'We're Buying Oil
From People Who
Hate Us,' He Says
By NELSON MORAIS
U.S. Rep. David Davis, R-1st, of Johnson City, called for a multi-faceted approach to solving the United States' energy needs in a talk to Greene County Republicans.
Davis is running for re-election. He is being challenged by Johnson City Mayor Phil Roe, who is also a Republican.
About 40 people at the monthly GOP meeting on Monday evening gave Davis two standing ovations: first, when he approached the lectern to deliver his 15-minute address, and then after he finished speaking and took questions from several attendees.
Davis, a frequent visitor to Greene County since his election to the First Congressional District seat in November 2006, said of the county, "We (he and his wife, Joyce, who was in the audience) really do feel like we're at home here."
Davis charged that Democratic Party leaders of the U.S. House of Representatives "have lost touch with the American people."
He said, "Professional baseball is not real high on my list" of pressing needs in the nation to address in Washington, D.C. (Congress earlier this year held its latest hearings on suspected steroid use among some baseball players in the major leagues.)
Davis said he believed his constituents' main concerns were the economy, access to health care, illegal immigration and "standing up for our morals."
Constitution A 'Contract'
Davis called the U.S. Constitution "a contract between the American people and government."

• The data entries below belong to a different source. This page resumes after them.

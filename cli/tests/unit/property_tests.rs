//! Property-based tests for address resolution, profile policy, and
//! resource path parsing.
//!
//! Uses `proptest` to verify invariants across many random inputs.

#![allow(clippy::expect_used)]

use std::collections::HashMap;

use proptest::prelude::*;

use lxc_cli::domain::resource::{container_name, parse_resource_path};
use lxc_cli::domain::{LaunchError, ProfileSelection, parse_remote_and_container};

// ============================================================================
// parse_remote_and_container() property tests
// ============================================================================

proptest! {
    /// Tokens without a colon name the default remote and keep the whole token.
    #[test]
    fn prop_no_colon_is_default_remote(token in "[a-zA-Z0-9/._-]{0,40}") {
        let r = parse_remote_and_container(&token);
        prop_assert!(r.uses_default_remote());
        prop_assert_eq!(r.identifier, token);
    }

    /// Splitting happens on the first colon; the rest stays in the identifier.
    #[test]
    fn prop_splits_on_first_colon(
        remote in "[a-z0-9-]{0,12}",
        rest in "[a-zA-Z0-9:/._-]{0,30}",
    ) {
        let r = parse_remote_and_container(&format!("{remote}:{rest}"));
        prop_assert_eq!(r.remote, remote);
        prop_assert_eq!(r.identifier, rest);
    }
}

// ============================================================================
// ProfileSelection::from_flags() property tests
// ============================================================================

proptest! {
    /// Any non-empty token list is sent verbatim, order and duplicates kept.
    #[test]
    fn prop_tokens_are_sent_verbatim(
        tokens in prop::collection::vec("[a-z]{1,8}", 1..6),
        requested_empty in any::<bool>(),
    ) {
        let selection = ProfileSelection::from_flags(tokens.clone(), requested_empty);
        prop_assert_eq!(selection.as_request(), Some(tokens.as_slice()));
    }
}

#[test]
fn test_profile_policy_without_tokens() {
    assert_eq!(ProfileSelection::from_flags(Vec::new(), false).as_request(), None);
    assert_eq!(
        ProfileSelection::from_flags(Vec::new(), true).as_request(),
        Some(&[][..])
    );
}

// ============================================================================
// Resource name extraction property tests
// ============================================================================

fn reported(path: &str) -> HashMap<String, Vec<String>> {
    HashMap::from([("containers".to_string(), vec![path.to_string()])])
}

proptest! {
    /// Well-formed paths yield their version and name.
    #[test]
    fn prop_well_formed_paths_parse(
        version in "[0-9]\\.[0-9]",
        name in "[a-z][a-z0-9-]{0,20}",
    ) {
        let (v, n) = parse_resource_path(&format!("/{version}/containers/{name}"))
            .expect("well-formed path");
        prop_assert_eq!(v, version);
        prop_assert_eq!(n, name);
    }

    /// Paths issued by another API version never yield a name.
    #[test]
    fn prop_other_versions_are_rejected(
        major in 2u32..10,
        name in "[a-z][a-z0-9-]{0,20}",
    ) {
        let resources = reported(&format!("/{major}.0/containers/{name}"));
        let result = container_name(Some(&resources), "1.0");
        prop_assert!(
            matches!(result, Err(LaunchError::VersionMismatch { .. })),
            "unexpected: {result:?}"
        );
    }

    /// Extra trailing segments are malformed, not silently truncated.
    #[test]
    fn prop_trailing_segments_are_malformed(
        name in "[a-z]{1,10}",
        extra in "[a-z]{1,10}",
    ) {
        let result = parse_resource_path(&format!("/1.0/containers/{name}/{extra}"));
        prop_assert!(matches!(result, Err(LaunchError::MalformedResourcePath(_))));
    }
}
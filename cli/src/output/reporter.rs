//! `TerminalReporter`: Presentation-layer implementation of `ProgressReporter`.
//!
//! Wraps `&OutputContext` and implements the `application::ports::ProgressReporter`
//! trait so application services can emit progress events without depending on
//! any presentation type directly.

use std::cell::{Cell, RefCell};
use std::io::Write as _;

use indicatif::ProgressBar;
use owo_colors::OwoColorize as _;

use crate::application::ports::ProgressReporter;
use crate::output::{OutputContext, progress};

/// Terminal progress reporter that wraps an `OutputContext`.
///
/// On a TTY, `step()` starts a spinner that the next `success()` completes.
/// Otherwise `step()` prints its message without a newline and `success()`
/// finishes the line, giving `Creating container...done`.
/// Everything except warnings is suppressed when `ctx.quiet`.
pub struct TerminalReporter<'a> {
    ctx: &'a OutputContext,
    spinner: RefCell<Option<ProgressBar>>,
    open_line: Cell<bool>,
}

impl<'a> TerminalReporter<'a> {
    /// Create a new `TerminalReporter` wrapping the given output context.
    #[must_use]
    pub fn new(ctx: &'a OutputContext) -> Self {
        Self {
            ctx,
            spinner: RefCell::new(None),
            open_line: Cell::new(false),
        }
    }

    /// Close whatever step is still in progress as failed.
    pub fn abort(&self) {
        if let Some(pb) = self.spinner.borrow_mut().take() {
            progress::finish_error(&pb);
        }
        if self.open_line.replace(false) {
            println!();
        }
    }
}

impl ProgressReporter for TerminalReporter<'_> {
    fn step(&self, message: &str) {
        if self.ctx.quiet {
            return;
        }
        self.abort();
        if self.ctx.show_progress() {
            *self.spinner.borrow_mut() = Some(progress::spinner(message));
        } else {
            print!("{message}");
            let _ = std::io::stdout().flush();
            self.open_line.set(true);
        }
    }

    fn success(&self, message: &str) {
        if self.ctx.quiet {
            return;
        }
        if let Some(pb) = self.spinner.borrow_mut().take() {
            progress::finish_ok(&pb, message);
        } else if self.open_line.replace(false) {
            println!("{message}");
        } else {
            println!("{} {message}", "✓".style(self.ctx.styles.success));
        }
    }

    fn warn(&self, message: &str) {
        self.abort();
        self.ctx.warn(message);
    }
}

impl Drop for TerminalReporter<'_> {
    fn drop(&mut self) {
        self.abort();
    }
}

In the past, in Northeast Tennessee, Davis said, when people encountered problems, "we first turned to God, then reached out to our neighbors" for help to solve them.
In contrast, he charged, too many politicians feel government should provide the answers to resolve problems. "We need to get back to common sense, basic values," Davis said.

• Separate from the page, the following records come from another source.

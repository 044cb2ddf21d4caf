//! Tri-state profile selection for new containers.

/// Which profiles to apply at creation time.
///
/// `Unspecified` and `ExplicitEmpty` must stay distinct all the way to the
/// wire: the first omits the field so the server applies its defaults, the
/// second sends an empty list.
#[derive(Debug, Clone, PartialEq, Eq, Default)]
pub enum ProfileSelection {
    /// No profile flag was given.
    #[default]
    Unspecified,
    /// The profile flag was given without a value.
    ExplicitEmpty,
    /// One or more named profiles, in the order given. Never empty.
    ExplicitList(Vec<String>),
}

impl ProfileSelection {
    /// Build the selection from the collected profile tokens and the
    /// "flag given without a value" signal.
    #[must_use]
    pub fn from_flags(tokens: Vec<String>, requested_empty: bool) -> Self {
        if requested_empty && tokens.is_empty() {
            Self::ExplicitEmpty
        } else if !tokens.is_empty() {
            Self::ExplicitList(tokens)
        } else {
            Self::Unspecified
        }
    }

    /// The profile list to send, `None` meaning "leave it to the server".
    #[must_use]
    pub fn as_request(&self) -> Option<&[String]> {
        match self {
            Self::Unspecified => None,
            Self::ExplicitEmpty => Some(&[]),
            Self::ExplicitList(names) => Some(names),
        }
    }
}
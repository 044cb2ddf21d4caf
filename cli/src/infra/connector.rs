//! Infrastructure implementation of the `ClientConnector` port.

use crate::application::ports::{ClientConnector, ClientError};
use crate::domain::{ResolvedRemote, validate_addr};
#[cfg(unix)]
use crate::infra::lxd::UnixSocketTransport;
use crate::infra::lxd::{AnyTransport, HttpsTransport, LxdClient};

/// Builds `LxdClient`s, choosing the transport from the address scheme.
pub struct LxdConnector;

impl ClientConnector for LxdConnector {
    type Client = LxdClient<AnyTransport>;

    fn connect(&self, remote: &ResolvedRemote) -> Result<Self::Client, ClientError> {
        let addr = remote.endpoint.addr.as_str();
        validate_addr(&remote.name, addr).map_err(|e| ClientError::Transport(e.to_string()))?;

        let transport = if addr.starts_with("unix://") {
            unix_transport(addr)?
        } else {
            AnyTransport::Https(HttpsTransport::new(&remote.endpoint)?)
        };
        Ok(LxdClient::new(transport))
    }
}

#[cfg(unix)]
#[allow(clippy::unnecessary_wraps)]
fn unix_transport(addr: &str) -> Result<AnyTransport, ClientError> {
    Ok(AnyTransport::Unix(UnixSocketTransport::new(addr)))
}

#[cfg(not(unix))]
fn unix_transport(addr: &str) -> Result<AnyTransport, ClientError> {
    Err(ClientError::Transport(format!(
        "{addr}: unix sockets are not supported on this platform"
    )))
}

"We want the right to life, liberty and the pursuit of happiness" which can only be attained through limited government that doesn't encumber its citizens' efforts and lives, Davis said. "That's what makes America great," he added.
Discusses Energy Needs
Davis spent a large portion of his time discussing the nation's energy needs in a time of rapidly rising gasoline prices.
"We need an energy bill that actually uses American energy -- in Alaska, off the continental shelf, on U.S. military-owned properties, clean coal energy, and through tax incentives for green energy," Davis said.

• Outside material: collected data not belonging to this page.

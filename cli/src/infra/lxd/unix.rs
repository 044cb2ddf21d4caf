//! Unix socket transport: HTTP/1.1 over the local daemon's socket via `hyper`.

use std::path::{Path, PathBuf};

use bytes::Bytes;
use http_body_util::{BodyExt, Full};
use hyper::client::conn::http1;
use hyper::{Request, header};
use hyper_util::rt::TokioIo;
use reqwest::Method;
use tokio::net::UnixStream;

use super::{RawResponse, Transport};
use crate::application::ports::ClientError;

/// Talks to the local daemon over its unix socket.
///
/// Each request opens its own connection; nothing bounds how long an answer
/// may take, so operation waits block until the daemon replies.
pub struct UnixSocketTransport {
    socket: PathBuf,
}

impl UnixSocketTransport {
    /// `addr` is `unix:///path/to/socket`.
    #[must_use]
    pub fn new(addr: &str) -> Self {
        Self {
            socket: PathBuf::from(addr.trim_start_matches("unix://")),
        }
    }

    #[must_use]
    pub fn socket(&self) -> &Path {
        &self.socket
    }

    fn transport_error(&self, e: impl std::fmt::Display) -> ClientError {
        ClientError::Transport(format!("cannot reach {}: {e}", self.socket.display()))
    }
}

/// Build an origin-form request; the daemon ignores the host.
///
/// # Errors
///
/// Returns `Decode` if the body cannot be serialized or the path is not a
/// valid request target.
pub fn build_request(
    method: Method,
    path: &str,
    body: Option<&serde_json::Value>,
) -> Result<Request<Full<Bytes>>, ClientError> {
    let mut builder = Request::builder()
        .method(method)
        .uri(path)
        .header(header::HOST, "lxd");
    let payload = match body {
        Some(body) => {
            builder = builder.header(header::CONTENT_TYPE, "application/json");
            serde_json::to_vec(body).map_err(|e| ClientError::Decode(e.to_string()))?
        }
        None => Vec::new(),
    };
    builder
        .body(Full::new(Bytes::from(payload)))
        .map_err(|e| ClientError::Decode(format!("bad request for {path}: {e}")))
}

impl Transport for UnixSocketTransport {
    async fn request(
        &self,
        method: Method,
        path: &str,
        body: Option<&serde_json::Value>,
    ) -> Result<RawResponse, ClientError> {
        let request = build_request(method, path, body)?;

        let stream = UnixStream::connect(&self.socket)
            .await
            .map_err(|e| self.transport_error(e))?;
        let (mut sender, connection) = http1::handshake(TokioIo::new(stream))
            .await
            .map_err(|e| self.transport_error(e))?;
        let driver = tokio::spawn(async move {
            if let Err(e) = connection.await {
                tracing::debug!(error = %e, "unix socket connection closed");
            }
        });

        let response = sender
            .send_request(request)
            .await
            .map_err(|e| self.transport_error(e))?;
        let status = response.status().as_u16();
        let body = response
            .into_body()
            .collect()
            .await
            .map_err(|e| self.transport_error(e))?
            .to_bytes();
        driver.abort();

        Ok(RawResponse {
            status,
            body: body.to_vec(),
        })
    }
}
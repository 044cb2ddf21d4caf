//! lxc CLI library: exposes modules for integration testing.

#![cfg_attr(test, allow(clippy::expect_used))]

pub mod app;
pub mod application;
pub mod cli;
pub mod commands;
pub mod domain;
pub mod infra;
pub mod output;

"We're buying oil from people who hate us and our freedoms. This is a problem that goes to the issue of national defense," he said.
He said that in World War II, Germany "took lumps of coal and turned them into gasoline. In Southwest Virginia and Kentucky, we can (also) take coal and fuel our jets," he said, adding, "that would be a common sense approach."
Co-Sponsors Energy Bill
Davis said he is co-sponsor of a comprehensive energy bill that focuses on domestic production of energy. He said about 40 members of the U.S. House of Representatives had signed on as supporters of the "No More Excuses Energy Act."
Davis warned, "We're going to see our gasoline prices go to $7 a gallon if we continue to have an energy policy tied to foreign countries."
He said House Speaker Nancy Pelosi, a Democrat from San Francisco, held the power to see the U.S. wean itself off of foreign energy supplies because she is the one who decides what legislation comes to the floor for a vote.
He said of Pelosi, "When she ran for office (two years ago), she said she had an energy plan."
He continued, "Oil was $50 a barrel then, and now it's $120 a barrel ($127 a barrel on Tuesday). Gasoline cost $2.40 a gallon, and now it's $4 a gallon ($3.77 a gallon locally on Tuesday.) That's not an energy plan," he said.
Davis also said, "It hurts me to see President Bush go to Saudi Arabia and ask for oil."
Davis: Plenty Of U.S. Oil
"There's more oil in Colorado than in the whole nation of Saudi Arabia," Davis maintained. What the country must do is increase domestic production of oil, he emphasized.
Said Davis, "China is 90 miles off the coast of the U.S. drilling for oil, and the (Democratic-led) U.S. Congress won't let us drill there ourselves."
He said it would take the same kind of grassroots "intensity" that last year derailed an illegal immigration bill with amnesty to force Pelosi to pass what he termed a sensible energy bill.
In response to a question from the audience, Davis said he agreed "there's a lot of manipulation" of oil prices currently under way that is resulting in high prices.
Davis also said he was especially proud to have received an endorsement from the National Right to Life Political Action Committee (PAC).
His staff passed out literature listing that and other endorsements the congressman has received, included "the Best and the Brightest" from the American Conservative Union, and an "A in English" award from U.S. English Inc., which supports making English the country's official language.
Davis said he supported establishing English as the "common bond" language for Americans to use to conduct their public affairs.
Davis also said he remained optimistic about the country's future. "I think we're still that shining city on a hill," he said.